Adjustable Rate Loans – This type of loan allows your payment to fluctuate depending on the current interest rate. When interest rates rise, your payment rises, and when interest rates fall, your payment decreases.
Convertible Loans – These are loans that can begin as either a fixed rate or an adjustable rate mortgage and subsequently be converted to the other type of loan.

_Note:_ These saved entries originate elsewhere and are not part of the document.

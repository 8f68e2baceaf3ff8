use crate::builder::Dialect;
use crate::core::{Result, TabqlError};
use crate::output::ExportOptions;
use crate::plot;
use serde::Deserialize;
use std::fs;
use std::path::{Path, PathBuf};
use tracing::debug;

/// Database file used when neither the command line nor the config names one.
pub const DEFAULT_DB_PATH: &str = "my_database.db";

/// Top-level configuration structure parsed from a TOML file.
#[derive(Debug, Default, Deserialize, PartialEq)]
pub struct Config {
    pub database: Option<DatabaseConfig>,
    pub output: Option<OutputConfig>,
}

/// Database-related configuration.
#[derive(Debug, Default, Deserialize, PartialEq)]
pub struct DatabaseConfig {
    pub path: Option<String>,
    pub dialect: Option<String>,
}

/// Export-related configuration.
#[derive(Debug, Default, Deserialize, PartialEq)]
pub struct OutputConfig {
    pub directory: Option<String>,
    pub width: Option<u32>,
    pub height: Option<u32>,
}

impl Config {
    /// `<config_dir>/tabql/config.toml`, when the platform has a config dir.
    pub fn default_path() -> Option<PathBuf> {
        dirs::config_dir().map(|dir| dir.join("tabql").join("config.toml"))
    }

    /// Loads the default config file, or an empty config if there is none.
    pub fn load_default() -> Result<Self> {
        match Self::default_path() {
            Some(path) if path.exists() => load_config(path),
            _ => {
                debug!("no config file found, using defaults");
                Ok(Config::default())
            }
        }
    }

    pub fn db_path(&self) -> &str {
        self.database
            .as_ref()
            .and_then(|db| db.path.as_deref())
            .unwrap_or(DEFAULT_DB_PATH)
    }

    /// The configured dialect, SQLite when unset.
    pub fn dialect(&self) -> Result<Dialect> {
        match self.database.as_ref().and_then(|db| db.dialect.as_deref()) {
            Some(name) => name.parse(),
            None => Ok(Dialect::default()),
        }
    }

    pub fn export_options(&self) -> ExportOptions {
        let output = self.output.as_ref();
        let (default_width, default_height) = plot::DEFAULT_SIZE;
        ExportOptions {
            directory: output
                .and_then(|o| o.directory.as_deref())
                .map_or_else(|| PathBuf::from("."), PathBuf::from),
            figsize: (
                output.and_then(|o| o.width).unwrap_or(default_width),
                output.and_then(|o| o.height).unwrap_or(default_height),
            ),
        }
    }
}

/// Loads configuration from a TOML file at the given path.
///
/// # Arguments
///
/// * `path` - The file path to the TOML configuration file.
pub fn load_config<P: AsRef<Path>>(path: P) -> Result<Config> {
    let path = path.as_ref();
    let content = fs::read_to_string(path).map_err(|e| {
        TabqlError::Configuration(format!("Cannot read {}: {}", path.display(), e))
    })?;
    toml::from_str(&content).map_err(|e| TabqlError::Configuration(e.to_string()))
}

#[cfg(test)]
mod tests {
    use super::*;

    const SAMPLE_CONFIG: &str = r#"
[database]
path = "netflix.db"
dialect = "postgresql"

[output]
directory = "reports"
width = 800
"#;

    #[test]
    fn test_load_config_from_str() {
        let config: Config = toml::from_str(SAMPLE_CONFIG).expect("Failed to parse sample config");
        assert_eq!(config.db_path(), "netflix.db");
        assert_eq!(config.dialect().unwrap(), Dialect::Postgresql);

        let options = config.export_options();
        assert_eq!(options.directory, PathBuf::from("reports"));
        assert_eq!(options.figsize, (800, plot::DEFAULT_SIZE.1));
    }

    #[test]
    fn test_defaults() {
        let config = Config::default();
        assert_eq!(config.db_path(), DEFAULT_DB_PATH);
        assert_eq!(config.dialect().unwrap(), Dialect::Sqlite);
        assert_eq!(config.export_options(), ExportOptions::default());
    }

    #[test]
    fn test_invalid_dialect_and_file() {
        let config: Config = toml::from_str("[database]\ndialect = \"oracle\"\n").unwrap();
        assert!(matches!(config.dialect(), Err(TabqlError::Configuration(_))));

        let dir = tempfile::tempdir().unwrap();
        let path = dir.path().join("config.toml");
        std::fs::write(&path, "[database\npath = 1").unwrap();
        assert!(matches!(load_config(&path), Err(TabqlError::Configuration(_))));
        assert!(matches!(
            load_config(dir.path().join("missing.toml")),
            Err(TabqlError::Configuration(_))
        ));
    }
}
// Core infrastructure modules
pub mod core;

// Statement building
pub mod builder;

// Import, export and presentation
pub mod cli;
pub mod config;
pub mod engine;
pub mod inference;
pub mod output;
pub mod plot;
pub mod results_grid;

Many consumers will start with an adjustable rate mortgage and then switch to a fixed rate mortgage when interest rates are at their lowest.
FHA loans for first-time homebuyers and people with bad credit, as well as VA mortgage loans for veterans and their families, are examples of special loans.
There are a few more phrases you should be aware of while applying for a house loan, including:
Appraisal – You pay an independent person to accurately appraise the value of your home based on accepted market calculations.
Closing costs are fees that are often paid after the mortgage documents are signed, and they cover the cost of transferring ownership of the home.
Points are a monetary value that corresponds to 1% of the total cost of the home being financed.
In a transaction involving two or more parties, money is often held in escrow by a neutral third party.
Pre-qualify – When a lending institution says you qualify for a home mortgage in a certain price range, you’ve passed the first step.
Pre-approval – When a lending institution has already completed the appropriate documentation and approved a home mortgage loan for a specific amount, it is known as pre-approval.